種緯的喊聲提醒了那位男中音歌唱演員,他很快就反應了過來,也明白了種緯的意圖。特警團也好,預備役團也罷,現在是撤退而不是打了敗仗。就算這裏過一會兒大堤會被炸開,這附近的村莊將會被洪水淹沒,但責任真的怪不到特警團的戰士們頭上。


    “起來,偉大的國家,做決死鬥爭;


    要消滅法西斯惡勢力,消滅萬惡匪群……”


    那位男中音演員開始用中文唱了起來,在他的帶動下,幾位會唱這首歌的女演員也跟著唱了起來,特警團的戰士們就在這有些悲壯與豪邁並存的歌聲當中登車。在這歌聲的影響下,戰士們臉上的悲戚神色終於被肅穆的神情所取代,算是有尊嚴的離開了沱江大堤。


    或許,這隻是他們的一次撤離,他們還會在新的戰場上證明自己?


    戰士們不知道會不會有這樣的機會,軍官們也不知道。他們隻能擠站在車裏,一路顛簸著向不知方向的目的地行去。


    沿途,陸續看到一些得到消息的各村留守居民從各自的村子裏麵跑出來。乘上等著他們他們的,一看就是從社會上緊急征調的各種不同樣式的車輛,然後急急的往地勢更高更遠的地方行去。特警團的車隊和這些不同類型的車輛匯集在一起,組成一條更長的長龍,一起向前方駛去。


    車隊離開大堤不到二十分鍾,剛剛拐上一條路況稍好的公路不久,就忽然毫無預兆的停了下來,然後久久沒有啟動。夾雜在車隊裏的一些社會車輛等的心急,紛紛超越特警團的車隊,往前開去。可他們沒往前走多遠,就被堵住了,隻能和特警團的車隊並排堵在那裏,動彈不得。


    特警團預定離開沱江大堤的時間是兩點半,但實際上由於車輛調配困難,以及部隊全體登車年損耗的時間,實際從沱江大堤出發的時間是在三點過一點。現在在這裏不知為何又等了這麽久,眼看著離大堤爆破的時間越來越近了。


    四點大堤將被爆破,如果不能盡快離開這裏,要不了多長時間這裏就將被洪水吞沒。在二三十米高的洪峰麵前,水性再好的人也是白搭,搞不好就會交待在這裏。堵在路上的人們都知道這一點,很快人們就都焦躁了起來,不時有人下車跑到前麵去察看,也不斷有人急火火的按著喇叭,催促著前麵的車輛盡快啟動。
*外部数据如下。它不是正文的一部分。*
use chrono::{Local, NaiveDateTime};

/// Source of "now" for submissions. Lets tests pin the submission instant.
pub trait Clock {
    fn now(&self) -> NaiveDateTime;

    fn today(&self) -> chrono::NaiveDate {
        self.now().date()
    }
}

/// Local wall clock.
pub struct SystemClock;

impl Clock for SystemClock {
    fn now(&self) -> NaiveDateTime {
        Local::now().naive_local()
    }
}

/// Clock frozen at a given instant.
#[derive(Debug, Clone, Copy)]
pub struct FixedClock(pub NaiveDateTime);

impl Clock for FixedClock {
    fn now(&self) -> NaiveDateTime {
        self.0
    }
}
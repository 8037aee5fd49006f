// src/export/excel_date.rs

use crate::models::record::{DATE_FORMAT, parse_time};
use chrono::{NaiveDate, NaiveDateTime, Timelike};

/// Interpret a ledger date or time as an Excel serial, paired with the
/// number format the cell should use.
pub(crate) fn parse_to_excel_date(s: &str) -> Option<(&'static str, f64)> {
    if let Ok(d) = NaiveDate::parse_from_str(s, DATE_FORMAT) {
        let dt = d.and_hms_opt(0, 0, 0)?;
        return Some(("dd/mm/yyyy", naive_datetime_to_excel_serial(&dt)));
    }

    if s.contains(':')
        && let Some(t) = parse_time(s)
    {
        let seconds = t.num_seconds_from_midnight() as f64;
        return Some(("hh:mm:ss", seconds / 86400.0));
    }

    None
}

fn naive_datetime_to_excel_serial(dt: &NaiveDateTime) -> f64 {
    let Some(excel_epoch) = NaiveDate::from_ymd_opt(1899, 12, 30).and_then(|d| d.and_hms_opt(0, 0, 0))
    else {
        return 0.0;
    };

    let duration = *dt - excel_epoch;

    let days = duration.num_days() as f64;
    let secs = (duration.num_seconds() - duration.num_days() * 86400) as f64;

    days + secs / 86400.0
}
    “特一連!全體下車!”正在這個時候,團部的一名參謀跑步過來了,他一邊跑一邊對著車上的戰士們喊道。


    特一連的車隊排在全團的最前方,緊跟在團部的幾輛車後麵。聽到這個喊聲,戰士們顧不上多想,紛紛從隨身帶著的背包上麵跨過去,然後跳下車廂在車尾列隊集合。等戰士們在軍官的帶領下往前跑去時,這才發現前麵到底出了什麽事。


    這條道路的前方有一段漫水路麵,一輛大貨車和一輛大客車不知道怎麽撞到了一起,並且大客車整個橫躺在公路上,把整個路麵封得死死的。把所有的想通過這條路,離開這片即將被洪水淹沒區域的人們的逃生之路給擋得死死的。


    這兩輛車上都帶有不少乘客,現在這些人都一臉惶恐地站在漫水路麵的旁邊。很多人身上濕淋淋的站在那裏不知所措,還有些人身上還受了傷,血水已經染紅了他們的衣衫。


    特一連全連大約一百八十號人,這次參加抗洪來了一百六十多人。這四個排的戰士在被堵塞道路的最前麵列隊,由團部謝參謀給大家說明了情況。


    原來就在不久前,這兩輛車都爭著想從這塊漫水公路通過,兩輛車的司機由於心急都沒有降速。客車在衝進積水地帶的時候,因為客車自己的底盤比較低,被激起的水花影響了視線。客車司機出於本能的踩了一腳刹車,結果造成客車一下子跑偏,正好撞到了旁邊的貨車。


    貨車降速不及,一下子就把客車掛倒在了積水的路麵上。後麵跟來的車輛紛紛停下車救人,後續直到的特警團團部的軍官們也正好趕到,也幫著把人都救了出來。雖然客車上的不少人都受了些傷,但好在這些傷情都不致命,也算不幸之中的萬幸。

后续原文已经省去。